Input records START

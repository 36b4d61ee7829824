//! Main TUI runner - entry point and event loop
//!
//! Contains the application lifecycle:
//! - `run`: Sets up the terminal, starts loading ideas, runs the loop
//! - `run_loop`: Drains background messages, renders, polls terminal events

use tokio::sync::mpsc;

use ideas_app::process::process_message;
use ideas_app::signals;
use ideas_app::{ActionContext, AppState, Message, SystemClipboard};
use ideas_core::prelude::*;

use super::{event, render, terminal};

/// Run the TUI until the user quits
///
/// `initial` starts the idea load, usually from [`Message::load_from`].
pub async fn run(mut state: AppState, initial: Message) -> Result<()> {
    // Install panic hook for terminal restoration
    terminal::install_panic_hook();

    // Initialize terminal
    let mut term = ratatui::init();
    if let Err(e) = terminal::enable_mouse_capture() {
        warn!("{}", e);
    }

    // Unified message channel (loader task, signal handler)
    let (msg_tx, msg_rx) = mpsc::channel::<Message>(256);

    // Spawn signal handler (sends Message::Quit on SIGINT/SIGTERM)
    signals::spawn_signal_handler(msg_tx.clone());

    let mut ctx = ActionContext::new(Box::new(SystemClipboard::new()));

    process_message(&mut state, initial, &msg_tx, &mut ctx);

    let result = run_loop(&mut term, &mut state, msg_rx, msg_tx, &mut ctx);

    // Restore terminal
    terminal::disable_mouse_capture();
    ratatui::restore();

    result
}

/// Main event loop
fn run_loop(
    terminal: &mut ratatui::DefaultTerminal,
    state: &mut AppState,
    mut msg_rx: mpsc::Receiver<Message>,
    msg_tx: mpsc::Sender<Message>,
    ctx: &mut ActionContext,
) -> Result<()> {
    while !state.should_quit() {
        // Process external messages (loader results, signals, action outcomes)
        while let Ok(msg) = msg_rx.try_recv() {
            process_message(state, msg, &msg_tx, ctx);
        }

        // Render
        terminal.draw(|frame| render::view(frame, state))?;

        // Handle terminal events
        if let Some(message) = event::poll()? {
            process_message(state, message, &msg_tx, ctx);
        }
    }

    info!("Exiting");
    Ok(())
}
//! Action handlers: UpdateAction dispatch and background task spawning

use tokio::sync::mpsc;

use ideas_core::prelude::*;

use crate::clipboard::Clipboard;
use crate::export::write_favorites;
use crate::handler::UpdateAction;
use crate::message::Message;
use crate::source::fetch_ideas;

/// Resources owned by the event loop that actions run against
pub struct ActionContext {
    pub clipboard: Box<dyn Clipboard>,
}

impl ActionContext {
    pub fn new(clipboard: Box<dyn Clipboard>) -> Self {
        Self { clipboard }
    }
}

/// Execute an action.
///
/// Loading runs as a background task; clipboard and export are quick local
/// operations done inline. Results come back to the loop as messages.
pub fn handle_action(action: UpdateAction, msg_tx: &mpsc::Sender<Message>, ctx: &mut ActionContext) {
    match action {
        UpdateAction::LoadIdeas { source, timeout } => {
            let tx = msg_tx.clone();
            tokio::spawn(async move {
                let msg = match fetch_ideas(&source, timeout).await {
                    Ok(ideas) => Message::IdeasLoaded { ideas },
                    Err(e) => Message::IdeasLoadFailed {
                        error: e.to_string(),
                    },
                };
                if tx.send(msg).await.is_err() {
                    warn!("Event loop closed before ideas finished loading");
                }
            });
        }

        UpdateAction::CopyToClipboard { text, title } => {
            match ctx.clipboard.set_text(&text) {
                Ok(()) => send(msg_tx, Message::ClipboardCopied { title }),
                // Copy is best effort
                Err(e) => debug!("Clipboard copy failed: {}", e),
            }
        }

        UpdateAction::ExportFavorites {
            directory,
            favorites,
        } => {
            let msg = match write_favorites(&directory, &favorites) {
                Ok(path) => Message::ExportCompleted { path },
                Err(e) => {
                    error!("{}", e);
                    Message::ExportFailed {
                        error: e.to_string(),
                    }
                }
            };
            send(msg_tx, msg);
        }
    }
}

fn send(msg_tx: &mpsc::Sender<Message>, msg: Message) {
    if let Err(e) = msg_tx.try_send(msg) {
        warn!("Dropping action result: {}", e);
    }
}

#[cfg(test)]
mod tests {
    use super::*;
    use crate::clipboard::MemoryClipboard;
    use crate::export::EXPORT_FILENAME;
    use crate::source::IdeaSource;
    use ideas_core::IdeaRecord;
    use std::time::Duration;
    use tempfile::tempdir;

    struct BrokenClipboard;

    impl Clipboard for BrokenClipboard {
        fn set_text(&mut self, _text: &str) -> Result<()> {
            Err(Error::clipboard("no display"))
        }
    }

    fn memory_context() -> ActionContext {
        ActionContext::new(Box::new(MemoryClipboard::default()))
    }

    #[tokio::test]
    async fn test_load_ideas_reports_loaded() {
        let temp = tempdir().unwrap();
        let path = temp.path().join("ideas.json");
        std::fs::write(&path, r#"[{"idea": "Solar kiosk", "summary": "Charge phones"}]"#).unwrap();
        let (tx, mut rx) = mpsc::channel(4);

        handle_action(
            UpdateAction::LoadIdeas {
                source: IdeaSource::File(path),
                timeout: Duration::from_secs(1),
            },
            &tx,
            &mut memory_context(),
        );

        match rx.recv().await {
            Some(Message::IdeasLoaded { ideas }) => {
                assert_eq!(ideas, vec![IdeaRecord::new("Solar kiosk", "Charge phones")]);
            }
            other => panic!("unexpected message: {:?}", other),
        }
    }

    #[tokio::test]
    async fn test_load_ideas_reports_failure() {
        let temp = tempdir().unwrap();
        let (tx, mut rx) = mpsc::channel(4);

        handle_action(
            UpdateAction::LoadIdeas {
                source: IdeaSource::File(temp.path().join("missing.json")),
                timeout: Duration::from_secs(1),
            },
            &tx,
            &mut memory_context(),
        );

        assert!(matches!(
            rx.recv().await,
            Some(Message::IdeasLoadFailed { .. })
        ));
    }

    #[test]
    fn test_copy_reports_success() {
        let (tx, mut rx) = mpsc::channel(4);

        handle_action(
            UpdateAction::CopyToClipboard {
                text: "Recipe box".to_string(),
                title: "Recipe box".to_string(),
            },
            &tx,
            &mut memory_context(),
        );

        assert!(matches!(
            rx.try_recv(),
            Ok(Message::ClipboardCopied { title }) if title == "Recipe box"
        ));
    }

    #[test]
    fn test_copy_failure_is_silent() {
        let (tx, mut rx) = mpsc::channel(4);
        let mut ctx = ActionContext::new(Box::new(BrokenClipboard));

        handle_action(
            UpdateAction::CopyToClipboard {
                text: "x".to_string(),
                title: "x".to_string(),
            },
            &tx,
            &mut ctx,
        );

        assert!(rx.try_recv().is_err());
    }

    #[test]
    fn test_export_writes_file_and_reports_path() {
        let temp = tempdir().unwrap();
        let (tx, mut rx) = mpsc::channel(4);

        handle_action(
            UpdateAction::ExportFavorites {
                directory: temp.path().to_path_buf(),
                favorites: vec![IdeaRecord::new("Recipe box", "")],
            },
            &tx,
            &mut memory_context(),
        );

        match rx.try_recv() {
            Ok(Message::ExportCompleted { path }) => {
                assert_eq!(path, temp.path().join(EXPORT_FILENAME));
                assert!(path.exists());
            }
            other => panic!("unexpected message: {:?}", other),
        }
    }

    #[test]
    fn test_export_failure_reports_error() {
        let temp = tempdir().unwrap();
        let blocker = temp.path().join("not-a-dir");
        std::fs::write(&blocker, "x").unwrap();
        let (tx, mut rx) = mpsc::channel(4);

        handle_action(
            UpdateAction::ExportFavorites {
                directory: blocker,
                favorites: Vec::new(),
            },
            &tx,
            &mut memory_context(),
        );

        assert!(matches!(rx.try_recv(), Ok(Message::ExportFailed { .. })));
    }
}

Input records END

From the material above, return every line that contains "AppState".

use ideas_app::{ActionContext, AppState, Message, SystemClipboard};
pub async fn run(mut state: AppState, initial: Message) -> Result<()> {
    state: &mut AppState,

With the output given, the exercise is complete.